**Material provided**
= = = = = = =

use clap::Subcommand;
use zoho_sheet::error::Result;
use zoho_sheet::{SheetClient, SheetOperations};

#[derive(Subcommand, Debug)]
pub enum TablesAction {
    List { resource_id: String },
}

impl TablesAction {
    pub async fn execute(&self, client: &SheetClient) -> Result<()> {
        match self {
            TablesAction::List { resource_id } => {
                for table in client.list_tables(resource_id).await? {
                    println!(
                        "{}\t{}\tR{}C{}:R{}C{}",
                        table.table_id,
                        table.table_name,
                        table.start_row,
                        table.start_column,
                        table.end_row,
                        table.end_column
                    );
                }
            }
        }
        Ok(())
    }
}
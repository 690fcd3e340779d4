//! Statement parsing.

use ts2c_diagnostic::ErrorCode;
use ts2c_ir::stack::ensure_sufficient_stack;
use ts2c_ir::{DeclKind, NodeId, NodeKind, Span};
use ts2c_lexer::TokenKind;

use crate::recovery::synchronize;
use crate::{ParseError, Parser};

impl Parser<'_> {
    /// Parse statements until `}` (or end of input at top level).
    ///
    /// Errors are recorded and parsing resumes at the next statement.
    pub(crate) fn parse_statement_list(&mut self, top_level: bool) -> Vec<NodeId> {
        let mut body = Vec::new();
        loop {
            if self.cursor.is_at_end() {
                break;
            }
            if self.cursor.check(&TokenKind::RBrace) {
                if !top_level {
                    break;
                }
                self.errors.push(ParseError::new(
                    ErrorCode::E1001,
                    "unexpected `}`",
                    self.cursor.current_span(),
                ));
                self.cursor.advance();
                continue;
            }

            let before = self.cursor.position();
            match self.parse_statement() {
                Ok(stmt) => body.push(stmt),
                Err(error) => {
                    self.errors.push(error);
                    synchronize(&mut self.cursor);
                    if self.cursor.position() == before {
                        self.cursor.advance();
                    }
                }
            }
        }
        body
    }

    pub(crate) fn parse_statement(&mut self) -> Result<NodeId, ParseError> {
        ensure_sufficient_stack(|| self.parse_statement_inner())
    }

    fn parse_statement_inner(&mut self) -> Result<NodeId, ParseError> {
        match self.cursor.current_kind() {
            TokenKind::Var | TokenKind::Let | TokenKind::Const => {
                let decl = self.parse_var_decl()?;
                self.consume_semicolon()?;
                Ok(decl)
            }
            TokenKind::Function => self.parse_function(),
            TokenKind::Return => self.parse_return(),
            TokenKind::If => self.parse_if(),
            TokenKind::While => self.parse_while(),
            TokenKind::Do => self.parse_do_while(),
            TokenKind::For => self.parse_for(),
            TokenKind::Break => self.parse_jump(NodeKind::Break),
            TokenKind::Continue => self.parse_jump(NodeKind::Continue),
            TokenKind::LBrace => self.parse_block(),
            TokenKind::Semi => {
                let span = self.cursor.advance().span;
                Ok(self.ast.alloc(NodeKind::Empty, span))
            }
            TokenKind::Ident(name) if self.at_unsupported_declaration() => {
                let start = self.cursor.current_span();
                let word = self.interner().lookup(name);
                self.skip_declaration_body();
                let span = self.span_from(start);
                self.errors.push(ParseError::new(
                    ErrorCode::E1005,
                    format!("`{word}` declarations are not supported"),
                    span,
                ));
                Ok(self.ast.alloc(NodeKind::Empty, span))
            }
            TokenKind::Ident(_)
                if self.cursor.check_contextual("export")
                    && matches!(
                        self.cursor.peek(1).kind,
                        TokenKind::Function | TokenKind::Var | TokenKind::Let | TokenKind::Const
                    ) =>
            {
                // Module syntax is irrelevant for a single translation unit.
                self.cursor.advance();
                self.parse_statement_inner()
            }
            _ => {
                let start = self.cursor.current_span();
                let expr = self.parse_expr()?;
                self.consume_semicolon()?;
                let span = self.span_from(start);
                Ok(self.ast.alloc(NodeKind::ExprStmt { expr }, span))
            }
        }
    }

    /// `type X = ...`, `interface X {}`, `class X {}`, `enum X {}`.
    fn at_unsupported_declaration(&self) -> bool {
        ["type", "interface", "class", "enum", "import"]
            .iter()
            .any(|word| self.cursor.check_contextual(word))
            && matches!(
                self.cursor.peek(1).kind,
                TokenKind::Ident(_) | TokenKind::LBrace | TokenKind::Str(_)
            )
            && !self.cursor.peek(1).newline_before
    }

    /// Step over an unsupported declaration: up to the end of its first
    /// brace group, or to the end of the statement when it has none.
    fn skip_declaration_body(&mut self) {
        let mut depth = 0usize;
        self.cursor.advance();
        loop {
            match self.cursor.current_kind() {
                TokenKind::Eof => return,
                TokenKind::RBrace if depth == 0 => return,
                TokenKind::LBrace => depth += 1,
                TokenKind::RBrace => {
                    if depth <= 1 {
                        self.cursor.advance();
                        self.cursor.eat(&TokenKind::Semi);
                        return;
                    }
                    depth -= 1;
                }
                TokenKind::Semi if depth == 0 => {
                    self.cursor.advance();
                    return;
                }
                _ if depth == 0 && self.cursor.newline_before() => return,
                _ => {}
            }
            self.cursor.advance();
        }
    }

    /// Accept `;`, or insert one before `}`, end of input, or a line break.
    pub(crate) fn consume_semicolon(&mut self) -> Result<(), ParseError> {
        if self.cursor.eat(&TokenKind::Semi)
            || self.cursor.check(&TokenKind::RBrace)
            || self.cursor.is_at_end()
            || self.cursor.newline_before()
        {
            return Ok(());
        }
        Err(ParseError::new(
            ErrorCode::E1001,
            format!(
                "expected `;`, found {}",
                self.cursor.current_kind().display_name()
            ),
            self.cursor.current_span(),
        ))
    }

    fn decl_kind(kind: TokenKind) -> DeclKind {
        match kind {
            TokenKind::Let => DeclKind::Let,
            TokenKind::Const => DeclKind::Const,
            _ => DeclKind::Var,
        }
    }

    /// `var|let|const a [: T] [= init], ...` without the terminator.
    fn parse_var_decl(&mut self) -> Result<NodeId, ParseError> {
        let keyword = self.cursor.advance();
        let kind = Self::decl_kind(keyword.kind);
        let mut declarators = Vec::new();
        loop {
            declarators.push(self.parse_declarator()?);
            if !self.cursor.eat(&TokenKind::Comma) {
                break;
            }
        }
        let span = self.span_from(keyword.span);
        Ok(self.ast.alloc(NodeKind::VarDecl { kind, declarators }, span))
    }

    fn parse_declarator(&mut self) -> Result<NodeId, ParseError> {
        let (name, name_span) = self.cursor.expect_ident()?;
        self.skip_type_annotation()?;
        let init = if self.cursor.eat(&TokenKind::Eq) {
            Some(self.parse_assignment()?)
        } else {
            None
        };
        let span = self.span_from(name_span);
        Ok(self.ast.alloc(NodeKind::Declarator { name, init }, span))
    }

    fn parse_function(&mut self) -> Result<NodeId, ParseError> {
        let start = self.cursor.advance().span;
        let (name, _) = self.cursor.expect_ident()?;

        self.cursor.expect(&TokenKind::LParen)?;
        let mut params = Vec::new();
        while !self.cursor.check(&TokenKind::RParen) {
            let (param, span) = self.cursor.expect_ident()?;
            // Optional marker `x?: T`.
            self.cursor.eat(&TokenKind::Question);
            self.skip_type_annotation()?;
            if self.cursor.check(&TokenKind::Eq) {
                return Err(ParseError::new(
                    ErrorCode::E1005,
                    "default parameter values are not supported",
                    self.cursor.current_span(),
                ));
            }
            params.push(self.ast.alloc(NodeKind::Param { name: param }, span));
            if !self.cursor.eat(&TokenKind::Comma) {
                break;
            }
        }
        self.cursor.expect(&TokenKind::RParen)?;
        self.skip_type_annotation()?;

        let body = self.parse_block()?;
        let span = self.span_from(start);
        Ok(self.ast.alloc(NodeKind::Function { name, params, body }, span))
    }

    fn parse_return(&mut self) -> Result<NodeId, ParseError> {
        let start = self.cursor.advance().span;
        let value = if self.cursor.check(&TokenKind::Semi)
            || self.cursor.check(&TokenKind::RBrace)
            || self.cursor.is_at_end()
            || self.cursor.newline_before()
        {
            None
        } else {
            Some(self.parse_expr()?)
        };
        self.consume_semicolon()?;
        let span = self.span_from(start);
        Ok(self.ast.alloc(NodeKind::Return { value }, span))
    }

    fn parse_jump(&mut self, kind: NodeKind) -> Result<NodeId, ParseError> {
        let span = self.cursor.advance().span;
        self.consume_semicolon()?;
        Ok(self.ast.alloc(kind, span))
    }

    fn parse_paren_condition(&mut self) -> Result<NodeId, ParseError> {
        self.cursor.expect(&TokenKind::LParen)?;
        let cond = self.parse_expr()?;
        self.cursor.expect(&TokenKind::RParen)?;
        Ok(cond)
    }

    fn parse_if(&mut self) -> Result<NodeId, ParseError> {
        let start = self.cursor.advance().span;
        let cond = self.parse_paren_condition()?;
        let then_branch = self.parse_statement()?;
        let else_branch = if self.cursor.eat(&TokenKind::Else) {
            Some(self.parse_statement()?)
        } else {
            None
        };
        let span = self.span_from(start);
        Ok(self.ast.alloc(
            NodeKind::If {
                cond,
                then_branch,
                else_branch,
            },
            span,
        ))
    }

    fn parse_while(&mut self) -> Result<NodeId, ParseError> {
        let start = self.cursor.advance().span;
        let cond = self.parse_paren_condition()?;
        let body = self.parse_statement()?;
        let span = self.span_from(start);
        Ok(self.ast.alloc(NodeKind::While { cond, body }, span))
    }

    fn parse_do_while(&mut self) -> Result<NodeId, ParseError> {
        let start = self.cursor.advance().span;
        let body = self.parse_statement()?;
        self.cursor.expect(&TokenKind::While)?;
        let cond = self.parse_paren_condition()?;
        // `do ... while (c)` may be followed by a statement on the same line.
        self.cursor.eat(&TokenKind::Semi);
        let span = self.span_from(start);
        Ok(self.ast.alloc(NodeKind::DoWhile { body, cond }, span))
    }

    /// C-style `for`, `for-of` and `for-in`.
    fn parse_for(&mut self) -> Result<NodeId, ParseError> {
        let start = self.cursor.advance().span;
        self.cursor.expect(&TokenKind::LParen)?;

        let init = match self.cursor.current_kind() {
            TokenKind::Semi => None,
            TokenKind::Var | TokenKind::Let | TokenKind::Const => {
                if let Some(binding) = self.try_parse_iteration_binding()? {
                    return self.parse_for_iteration(start, binding);
                }
                Some(self.parse_var_decl()?)
            }
            _ => {
                let expr = self.parse_expr()?;
                if self.at_iteration_keyword() {
                    if !matches!(self.ast.kind(expr), NodeKind::Ident { .. }) {
                        return Err(ParseError::new(
                            ErrorCode::E1005,
                            "only a plain identifier may be bound by `for-of`/`for-in`",
                            self.ast.span(expr),
                        ));
                    }
                    return self.parse_for_iteration(start, expr);
                }
                Some(expr)
            }
        };
        self.cursor.expect(&TokenKind::Semi)?;

        let cond = if self.cursor.check(&TokenKind::Semi) {
            None
        } else {
            Some(self.parse_expr()?)
        };
        self.cursor.expect(&TokenKind::Semi)?;

        let update = if self.cursor.check(&TokenKind::RParen) {
            None
        } else {
            Some(self.parse_expr()?)
        };
        self.cursor.expect(&TokenKind::RParen)?;

        let body = self.parse_statement()?;
        let span = self.span_from(start);
        Ok(self.ast.alloc(
            NodeKind::For {
                init,
                cond,
                update,
                body,
            },
            span,
        ))
    }

    fn at_iteration_keyword(&self) -> bool {
        self.cursor.check(&TokenKind::In) || self.cursor.check_contextual("of")
    }

    /// `let x of` / `const k in`: a single-declarator binding with no
    /// initializer. Returns `None` (consuming nothing) for a normal
    /// declaration list.
    fn try_parse_iteration_binding(&mut self) -> Result<Option<NodeId>, ParseError> {
        let is_binding = matches!(self.cursor.peek(1).kind, TokenKind::Ident(_))
            && match self.cursor.peek(2).kind {
                TokenKind::In => true,
                TokenKind::Ident(word) => self.interner().lookup(word) == "of",
                _ => false,
            };
        if !is_binding {
            return Ok(None);
        }

        let keyword = self.cursor.advance();
        let (name, name_span) = self.cursor.expect_ident()?;
        let declarator = self
            .ast
            .alloc(NodeKind::Declarator { name, init: None }, name_span);
        let span = self.span_from(keyword.span);
        Ok(Some(self.ast.alloc(
            NodeKind::VarDecl {
                kind: Self::decl_kind(keyword.kind),
                declarators: vec![declarator],
            },
            span,
        )))
    }

    fn parse_for_iteration(&mut self, start: Span, left: NodeId) -> Result<NodeId, ParseError> {
        let is_of = !self.cursor.check(&TokenKind::In);
        self.cursor.advance();
        let right = self.parse_expr()?;
        self.cursor.expect(&TokenKind::RParen)?;
        let body = self.parse_statement()?;
        let span = self.span_from(start);
        let kind = if is_of {
            NodeKind::ForOf { left, right, body }
        } else {
            NodeKind::ForIn { left, right, body }
        };
        Ok(self.ast.alloc(kind, span))
    }

    pub(crate) fn parse_block(&mut self) -> Result<NodeId, ParseError> {
        let open = self.cursor.expect(&TokenKind::LBrace)?.span;
        let body = self.parse_statement_list(false);
        if !self.cursor.check(&TokenKind::RBrace) {
            return Err(ParseError::new(ErrorCode::E1003, "unclosed block", open)
                .with_context("this `{` is never closed"));
        }
        self.cursor.advance();
        let span = self.span_from(open);
        Ok(self.ast.alloc(NodeKind::Block { body }, span))
    }
}
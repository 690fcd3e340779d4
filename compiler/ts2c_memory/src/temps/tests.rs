#![allow(clippy::unwrap_used)]

use pretty_assertions::assert_eq;
use ts2c_ir::{Ast, NodeId, NodeKind, StringInterner};
use ts2c_types::SymbolTable;

use super::*;

fn parse(source: &str) -> (StringInterner, Ast) {
    let interner = StringInterner::new();
    let parsed = ts2c_parse::parse_source(source, &interner);
    assert!(!parsed.has_errors());
    (interner, parsed.ast)
}

fn functions(ast: &Ast) -> Vec<NodeId> {
    ast.ids()
        .filter(|&id| matches!(ast.kind(id), NodeKind::Function { .. }))
        .collect()
}

#[test]
fn test_names_are_unique_and_avoid_taken() {
    let (_, ast) = parse("1;");
    let mut tracker = TempTracker::new(["tmp"]);
    let ids: Vec<NodeId> = ast.ids().collect();
    assert_eq!(tracker.track(ids[0], "tmp", NativeType::STR, ast.root()).name, "tmp_2");
    assert_eq!(tracker.track(ids[1], "tmp", NativeType::STR, ast.root()).name, "tmp_3");
    // Tracking again keeps the first name.
    assert_eq!(tracker.track(ids[0], "other", NativeType::STR, ast.root()).name, "tmp_2");
    assert_eq!(tracker.len(), 2);
}

#[test]
fn test_promote_widens_outward_only() {
    let (_, ast) = parse("function f() { if (true) { 1; } }");
    let f = functions(&ast)[0];
    let block = ast
        .ids()
        .filter(|&id| matches!(ast.kind(id), NodeKind::Block { .. }))
        .find(|&id| ast.parent(id) != Some(f))
        .unwrap();

    let mut tracker = TempTracker::default();
    tracker.track(block, "t", NativeType::STR, block);
    tracker.promote(&ast, block, f, false);
    assert_eq!(tracker.get(block).unwrap().escape_node, f);

    // An inner scope never narrows it again.
    tracker.promote(&ast, block, block, false);
    assert_eq!(tracker.get(block).unwrap().escape_node, f);
    assert!(!tracker.get(block).unwrap().dispose_later);
}

#[test]
fn test_unrelated_scopes_promote_to_root() {
    let (_, ast) = parse("function f() {}\nfunction g() {}");
    let fs = functions(&ast);
    let mut tracker = TempTracker::default();
    tracker.track(fs[0], "t", NativeType::STR, fs[0]);
    tracker.promote(&ast, fs[0], fs[1], true);
    let temp = tracker.get(fs[0]).unwrap();
    assert_eq!(temp.escape_node, ast.root());
    assert_eq!(temp.scope_node, fs[0]);
    assert!(temp.dispose_later);
}

#[test]
fn test_resolve_follows_parens_and_variables() {
    let (interner, ast) = parse("let a = (\"x\" + 1);\nlet b = a;\nconsole.log(b);");
    let symbols = SymbolTable::build(&ast, &interner);
    let concat = ast
        .ids()
        .find(|&id| matches!(ast.kind(id), NodeKind::Binary { .. }))
        .unwrap();
    let mut tracker = TempTracker::default();
    tracker.track(concat, "tmp_string", NativeType::STR, ast.root());

    let last_b = ast
        .ids()
        .filter(|&id| matches!(ast.kind(id), NodeKind::Ident { name } if interner.lookup(*name) == "b"))
        .last()
        .unwrap();
    assert_eq!(tracker.resolve(&ast, &symbols, last_b).unwrap().name, "tmp_string");

    let console = ast
        .ids()
        .find(|&id| matches!(ast.kind(id), NodeKind::Ident { name } if interner.lookup(*name) == "console"))
        .unwrap();
    assert!(tracker.resolve(&ast, &symbols, console).is_none());
}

= = = = = = =

**Your instructions**
Filter the entries above down to the lines containing the word "crate".

**Reply**
use crate::recovery::synchronize;
use crate::{ParseError, Parser};
    pub(crate) fn parse_statement_list(&mut self, top_level: bool) -> Vec<NodeId> {
    pub(crate) fn parse_statement(&mut self) -> Result<NodeId, ParseError> {
    pub(crate) fn consume_semicolon(&mut self) -> Result<(), ParseError> {
    pub(crate) fn parse_block(&mut self) -> Result<NodeId, ParseError> {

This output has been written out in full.